The most prominent and problematic ongoing manifestation of PFIC is pruritus, which leads to a severely diminished quality of life. PFIC has been estimated to affect between one in every 50,000 to 100,000 births worldwide. Based on those estimated incidences, we project there are 3,000 children with PFIC in the United States and 10,000 in the European Union.
PFIC leads in many cases to cirrhosis and liver failure within the first 10 years of life, and nearly all children with PFIC will require treatment before age 30. There are no medicines currently approved for PFIC, only surgical options – including a procedure known as Partial External Biliary Diversion (PEBD) or liver transplantation. These options carry substantial risk of post-surgical complications, as well as psychological and social issues.
Three alternative gene defects have been identified that correlate to three separate PFIC subtypes known as PFIC, type 1, PFIC, type 2, and PFIC, type 3. There may also be other gene defects that give rise to additional PFIC subtypes.

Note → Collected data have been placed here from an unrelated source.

//! Whole connection lifecycles over in-memory connections.

use std::sync::{Arc, Weak};
use std::time::Duration;

use async_trait::async_trait;
use courier_core::protocol::{
    AuthChallenge, AuthPass, BasicAuth, RoomCreate, RoomCreateRequest, RoomJoin, RoomJoinRequest,
    RoomLeft, UserJoin, UserLeft,
};
use courier_core::{inbound_events, Authentication, Envelope, Event, NoEvents};
use courier_server::{
    BasicAuthenticator, Channel, ChannelBase, ConnectionManager, Context, CourierError, Receiver,
    Result, RoomManager, Server, ServerConfig, Session, UserPresence,
};
use courier_test::{memory_pair, TestClient};
use serde::{Deserialize, Serialize};

#[derive(Debug, Clone, PartialEq, Serialize, Deserialize)]
struct Say {
    text: String,
}

impl Event for Say {
    const NAME: &'static str = "Say";
    const ALIAS: &'static str = "say";
}

inbound_events! {
    #[derive(Debug)]
    enum LobbyEvents {
        Say(Say),
    }
}

/// Echoes `say` back to the sender.
struct Lobby {
    base: ChannelBase<LobbyEvents>,
    presence: Option<UserPresence>,
    rooms: RoomManager,
    refuse: bool,
}

impl Lobby {
    fn new() -> Self {
        Self {
            base: ChannelBase::new("lobby"),
            presence: None,
            rooms: RoomManager::new(),
            refuse: false,
        }
    }

    fn with_presence(mut self) -> Self {
        self.presence = Some(UserPresence::new());
        self
    }

    fn refusing(mut self) -> Self {
        self.refuse = true;
        self
    }
}

#[async_trait]
impl Channel for Lobby {
    fn name(&self) -> &str {
        self.base.name()
    }

    fn bind(&self, server: &Server) -> Result<()> {
        self.base.bind(server)
    }

    fn set_receiver(self: Arc<Self>) {
        let weak = Arc::downgrade(&self);
        let receiver: Weak<dyn Receiver<LobbyEvents>> = weak;
        self.base.set_receiver(receiver);
    }

    async fn route(&self, ctx: &Context, envelope: Envelope) -> Result<()> {
        self.base.route(ctx, envelope).await
    }

    async fn connected(&self, _session: &Arc<Session>) -> Result<()> {
        if self.refuse {
            return Err(CourierError::handler("lobby is closed"));
        }
        Ok(())
    }

    fn room_manager(&self) -> Option<&RoomManager> {
        Some(&self.rooms)
    }

    fn presence(&self) -> Option<&UserPresence> {
        self.presence.as_ref()
    }
}

#[async_trait]
impl Receiver<LobbyEvents> for Lobby {
    async fn receive(&self, ctx: &Context, event: LobbyEvents) -> Result<()> {
        let LobbyEvents::Say(say) = event;
        self.base.send(ctx.session(), &say).await
    }
}

/// Auth-gated channel that accepts the password `secret`.
struct Vault {
    base: ChannelBase<NoEvents>,
    users: ConnectionManager,
    presence: UserPresence,
}

impl Vault {
    fn new() -> Self {
        Self {
            base: ChannelBase::new("vault"),
            users: ConnectionManager::new(),
            presence: UserPresence::new(),
        }
    }
}

#[async_trait]
impl Channel for Vault {
    fn name(&self) -> &str {
        self.base.name()
    }

    fn bind(&self, server: &Server) -> Result<()> {
        self.base.bind(server)
    }

    async fn route(&self, ctx: &Context, envelope: Envelope) -> Result<()> {
        self.base.route(ctx, envelope).await
    }

    fn basic_auth(&self) -> Option<&dyn BasicAuthenticator> {
        Some(self)
    }

    fn connection_manager(&self) -> Option<&ConnectionManager> {
        Some(&self.users)
    }

    fn presence(&self) -> Option<&UserPresence> {
        Some(&self.presence)
    }
}

#[async_trait]
impl BasicAuthenticator for Vault {
    async fn on_basic_auth(&self, _ctx: &Context, credentials: BasicAuth) -> Result<Authentication> {
        if credentials.password == "secret" {
            Ok(Authentication::new(credentials.username))
        } else {
            Err(CourierError::handler("bad credentials"))
        }
    }
}

fn server_with(channel: impl Channel) -> Server {
    let server = Server::new(ServerConfig::default());
    server.register(Arc::new(channel)).unwrap();
    server
}

fn connect(server: &Server) -> TestClient {
    let (connection, client) = memory_pair();
    let server = server.clone();
    tokio::spawn(async move { server.handle_connection(connection).await });
    client
}

async fn say(client: &TestClient, text: &str) {
    client.send("lobby", &Say { text: text.into() }).unwrap();
    let echo: Say = client.expect_event("lobby").await.unwrap();
    assert_eq!(echo.text, text);
}

async fn login(server: &Server, username: &str) -> TestClient {
    let client = connect(server);
    let challenge: AuthChallenge = client.expect_event("vault").await.unwrap();
    assert_eq!(challenge.methods, vec!["edd:auth:basic".to_string()]);

    let credentials = BasicAuth {
        username: username.into(),
        password: "secret".into(),
    };
    client.send("vault", &credentials).unwrap();
    let pass: AuthPass = client.expect_event("vault").await.unwrap();
    assert_eq!(pass.id, username);
    client
}

#[tokio::test]
async fn test_routes_events_to_channel() {
    let server = server_with(Lobby::new());
    let client = connect(&server);

    say(&client, "hello").await;
    say(&client, "again").await;
    assert_eq!(server.registry().len(), 1);
}

#[tokio::test]
async fn test_unknown_event_keeps_connection_open() {
    let server = server_with(Lobby::new());
    let client = connect(&server);

    client
        .send_envelope(&Envelope::new("lobby", "dance", serde_json::json!({})))
        .unwrap();
    let error = client.expect_error().await.unwrap();
    assert_eq!(
        error,
        "error while processing event: handler for event 'dance' on channel 'lobby' was not expected"
    );

    client
        .send_envelope(&Envelope::new("nowhere", "say", serde_json::json!({})))
        .unwrap();
    let error = client.expect_error().await.unwrap();
    assert_eq!(error, "error while processing event: unknown channel nowhere");

    say(&client, "still here").await;
}

#[tokio::test]
async fn test_refused_connection_is_closed() {
    let server = server_with(Lobby::new().refusing());
    let client = connect(&server);

    let error = client.expect_error().await.unwrap();
    assert_eq!(error, "error while connecting on lobby: lobby is closed");
    client.expect_closed().await.unwrap();
    assert!(server.registry().is_empty());
}

#[tokio::test]
async fn test_presence_without_authentication() {
    let server = server_with(Lobby::new().with_presence());

    let ann = connect(&server);
    say(&ann, "ready").await;

    let bob = connect(&server);
    let catch_up: UserJoin = bob.expect_event("lobby").await.unwrap();
    assert_eq!(catch_up.id, "1");
    let joined: UserJoin = ann.expect_event("lobby").await.unwrap();
    assert_eq!(joined.id, "2");

    ann.close();
    let left: UserLeft = bob.expect_event("lobby").await.unwrap();
    assert_eq!(left.id, "1");
}

#[tokio::test]
async fn test_auth_rejection_closes_connection() {
    let server = server_with(Vault::new());
    let client = connect(&server);
    let _: AuthChallenge = client.expect_event("vault").await.unwrap();

    let credentials = BasicAuth {
        username: "ann".into(),
        password: "guess".into(),
    };
    client.send("vault", &credentials).unwrap();

    let error = client.expect_error().await.unwrap();
    assert_eq!(error, "authentication rejected on vault: bad credentials");
    client.expect_closed().await.unwrap();
    assert!(server.registry().is_empty());
}

#[tokio::test]
async fn test_auth_answer_on_wrong_event() {
    let server = server_with(Vault::new());
    let client = connect(&server);
    let _: AuthChallenge = client.expect_event("vault").await.unwrap();

    client
        .send_envelope(&Envelope::new("vault", "edd:auth:token", serde_json::json!({})))
        .unwrap();
    let error = client.expect_error().await.unwrap();
    assert_eq!(error, "unsupported auth method edd:auth:token");
    client.expect_closed().await.unwrap();
}

#[tokio::test]
async fn test_auth_answer_on_other_channel_rejects() {
    let server = server_with(Vault::new());
    server.register(Arc::new(Lobby::new())).unwrap();
    let client = connect(&server);
    let _: AuthChallenge = client.expect_event("vault").await.unwrap();

    let credentials = BasicAuth {
        username: "ann".into(),
        password: "secret".into(),
    };
    client.send("lobby", &credentials).unwrap();

    let error = client.expect_error().await.unwrap();
    assert_eq!(error, "auth answer on channel lobby, expected vault");
    client.expect_closed().await.unwrap();
    assert!(server.registry().is_empty());
}

#[tokio::test]
async fn test_undecodable_auth_answer_rejects() {
    let server = server_with(Vault::new());
    let client = connect(&server);
    let _: AuthChallenge = client.expect_event("vault").await.unwrap();

    client.send_raw(b"{not json".to_vec()).unwrap();

    let error = client.expect_error().await.unwrap();
    assert!(error.starts_with("failed to decode json value"), "{error}");
    client.expect_closed().await.unwrap();
    assert!(server.registry().is_empty());
}

#[tokio::test]
async fn test_shutdown_ends_pending_challenge() {
    let server = server_with(Vault::new());
    let client = connect(&server);
    let _: AuthChallenge = client.expect_event("vault").await.unwrap();

    server.shutdown();

    let error = client.expect_error().await.unwrap();
    assert_eq!(error, "server is shutting down");
    client.expect_closed().await.unwrap();
    assert!(server.registry().is_empty());
}

#[tokio::test]
async fn test_presence_follows_users_not_sessions() {
    let server = server_with(Vault::new());

    let ann = login(&server, "ann").await;
    let bob = login(&server, "bob").await;
    let catch_up: UserJoin = bob.expect_event("vault").await.unwrap();
    assert_eq!(catch_up.id, "ann");
    let joined: UserJoin = ann.expect_event("vault").await.unwrap();
    assert_eq!(joined.id, "bob");

    // A second session of a known user is caught up but not announced.
    let ann_again = login(&server, "ann").await;
    let catch_up: UserJoin = ann_again.expect_event("vault").await.unwrap();
    assert_eq!(catch_up.id, "bob");
    assert!(bob.is_silent_for(Duration::from_millis(100)).await);

    ann.close();
    assert!(bob.is_silent_for(Duration::from_millis(100)).await);

    ann_again.close();
    let left: UserLeft = bob.expect_event("vault").await.unwrap();
    assert_eq!(left.id, "ann");
}

#[tokio::test]
async fn test_rooms_over_the_wire() {
    let server = server_with(Lobby::new());

    let ann = connect(&server);
    ann.send(
        "lobby",
        &RoomCreateRequest {
            room: "den".into(),
            public: true,
        },
    )
    .unwrap();
    let created: RoomCreate = ann.expect_event("lobby").await.unwrap();
    assert_eq!(created.room, "den");
    let joined: RoomJoin = ann.expect_event("lobby").await.unwrap();
    assert_eq!(joined.id, "1");

    let bob = connect(&server);
    bob.send("lobby", &RoomJoinRequest { room: "den".into() }).unwrap();
    let own: RoomJoin = bob.expect_event("lobby").await.unwrap();
    assert_eq!(own.id, "2");
    let catch_up: RoomJoin = bob.expect_event("lobby").await.unwrap();
    assert_eq!(catch_up.id, "1");
    let announced: RoomJoin = ann.expect_event("lobby").await.unwrap();
    assert_eq!(announced.id, "2");

    bob.send("lobby", &RoomJoinRequest { room: "attic".into() }).unwrap();
    let error = bob.expect_error().await.unwrap();
    assert_eq!(error, "error while processing event: unknown room attic");

    bob.close();
    let left: RoomLeft = ann.expect_event("lobby").await.unwrap();
    assert_eq!(left.id, "2");
    assert_eq!(left.room, "den");
}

- PFIC, type 1, which is sometimes referred to as “Byler disease,” is caused by impaired bile secretion due to mutations in the ATP8B1 gene, which codes for a protein that helps to maintain an appropriate balance of fats known as phospholipids in cell membranes in the bile ducts. An imbalance in these phospholipids is associated with cholestasis and elevated bile acids in the liver. Children affected by PFIC, type 1 usually develop cholestasis in the first months of life and, in the absence of surgical treatment, progress to cirrhosis and endstage liver disease before the end of the first decade of life.

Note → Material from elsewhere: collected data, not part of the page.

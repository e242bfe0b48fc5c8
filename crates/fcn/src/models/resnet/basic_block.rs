//! # Basic Block for `ResNet`
//!
//! Two 3x3 conv/norm layers and a shortcut; the `ResNet-18` / `ResNet-34` unit.
//!
//! The first conv carries the block stride; both convs share the block
//! dilation, padded so that dilation never changes resolution.

use crate::layers::blocks::conv_norm::{ConvNorm2d, ConvNorm2dConfig, ConvNorm2dMeta};
use crate::models::resnet::downsample::{ResNetDownsample, ResNetDownsampleConfig};
use crate::models::resnet::residual_block::ResidualBlockMeta;
use bimm_contracts::{ShapeContract, shape_contract};
use burn::nn::conv::Conv2dConfig;
use burn::nn::{PaddingConfig2d, Relu};
use burn::prelude::{Backend, Config, Module, Tensor};

/// A 3x3 conv/norm with matching padding for its dilation.
pub(crate) fn conv3x3_norm_config(
    in_planes: usize,
    out_planes: usize,
    stride: usize,
    dilation: usize,
) -> ConvNorm2dConfig {
    Conv2dConfig::new([in_planes, out_planes], [3, 3])
        .with_stride([stride, stride])
        .with_dilation([dilation, dilation])
        .with_padding(PaddingConfig2d::Explicit(dilation, dilation))
        .with_bias(false)
        .into()
}

/// [`BasicBlock`] Config.
#[derive(Config, Debug)]
pub struct BasicBlockConfig {
    /// The size of the in channels dimension.
    pub in_planes: usize,

    /// The size of the out channels dimension.
    pub planes: usize,

    /// The stride of the first conv.
    #[config(default = 1)]
    pub stride: usize,

    /// Dilation rate for both convs.
    #[config(default = 1)]
    pub dilation: usize,
}

impl ResidualBlockMeta for BasicBlockConfig {
    fn in_planes(&self) -> usize {
        self.in_planes
    }

    fn out_planes(&self) -> usize {
        self.planes
    }

    fn stride(&self) -> usize {
        self.stride
    }

    fn dilation(&self) -> usize {
        self.dilation
    }
}

impl BasicBlockConfig {
    /// Initialize a [`BasicBlock`].
    pub fn init<B: Backend>(
        &self,
        device: &B::Device,
    ) -> BasicBlock<B> {
        let downsample = if self.needs_downsample() {
            Some(
                ResNetDownsampleConfig::new(self.in_planes, self.planes)
                    .with_stride(self.stride)
                    .init(device),
            )
        } else {
            None
        };

        BasicBlock {
            conv_norm1: conv3x3_norm_config(self.in_planes, self.planes, self.stride, self.dilation)
                .init(device),
            conv_norm2: conv3x3_norm_config(self.planes, self.planes, 1, self.dilation)
                .init(device),
            downsample,
            act: Relu::new(),
        }
    }
}

/// Basic Block for `ResNet`.
#[derive(Module, Debug)]
pub struct BasicBlock<B: Backend> {
    /// First 3x3 conv/norm; strided.
    pub conv_norm1: ConvNorm2d<B>,

    /// Second 3x3 conv/norm.
    pub conv_norm2: ConvNorm2d<B>,

    /// Optional shortcut projection.
    pub downsample: Option<ResNetDownsample<B>>,

    /// Activation.
    pub act: Relu,
}

impl<B: Backend> ResidualBlockMeta for BasicBlock<B> {
    fn in_planes(&self) -> usize {
        self.conv_norm1.in_channels()
    }

    fn out_planes(&self) -> usize {
        self.conv_norm2.out_channels()
    }

    fn stride(&self) -> usize {
        self.conv_norm1.stride()[0]
    }

    fn dilation(&self) -> usize {
        self.conv_norm1.dilation()[0]
    }
}

impl<B: Backend> BasicBlock<B> {
    /// Forward Pass.
    ///
    /// # Arguments
    ///
    /// - `input`: ``[batch, in_planes, out_height*stride, out_width*stride]``.
    ///
    /// # Returns
    ///
    /// ``[batch, out_planes, out_height, out_width]``
    pub fn forward(
        &self,
        input: Tensor<B, 4>,
    ) -> Tensor<B, 4> {
        static INPUT_CONTRACT: ShapeContract = shape_contract![
            "batch",
            "in_planes",
            "in_height" = "out_height" * "stride",
            "in_width" = "out_width" * "stride",
        ];
        INPUT_CONTRACT.assert_shape(
            &input,
            &[("in_planes", self.in_planes()), ("stride", self.stride())],
        );

        let identity = match &self.downsample {
            Some(downsample) => downsample.forward(input.clone()),
            None => input.clone(),
        };

        let x = self.act.forward(self.conv_norm1.forward(input));
        let x = self.conv_norm2.forward(x);

        self.act.forward(x + identity)
    }
}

- PFIC, type 2, which is sometimes referred to as “Byler syndrome,” is caused by impaired bile salt secretion due to mutations in the ABCB11 gene, which codes for a protein, known as the bile salt export pump, that moves bile acids out of the liver. Children with PFIC, type 2 often develop liver failure within the first few years of life and are at increased risk of developing a type of liver cancer known as hepatocellular carcinoma.
- PFIC, type 3, which typically presents in the first years of childhood with progressive cholestasis, is caused by mutations in the ABCB4 gene, which codes for a transporter that moves phospholipids across cell membranes.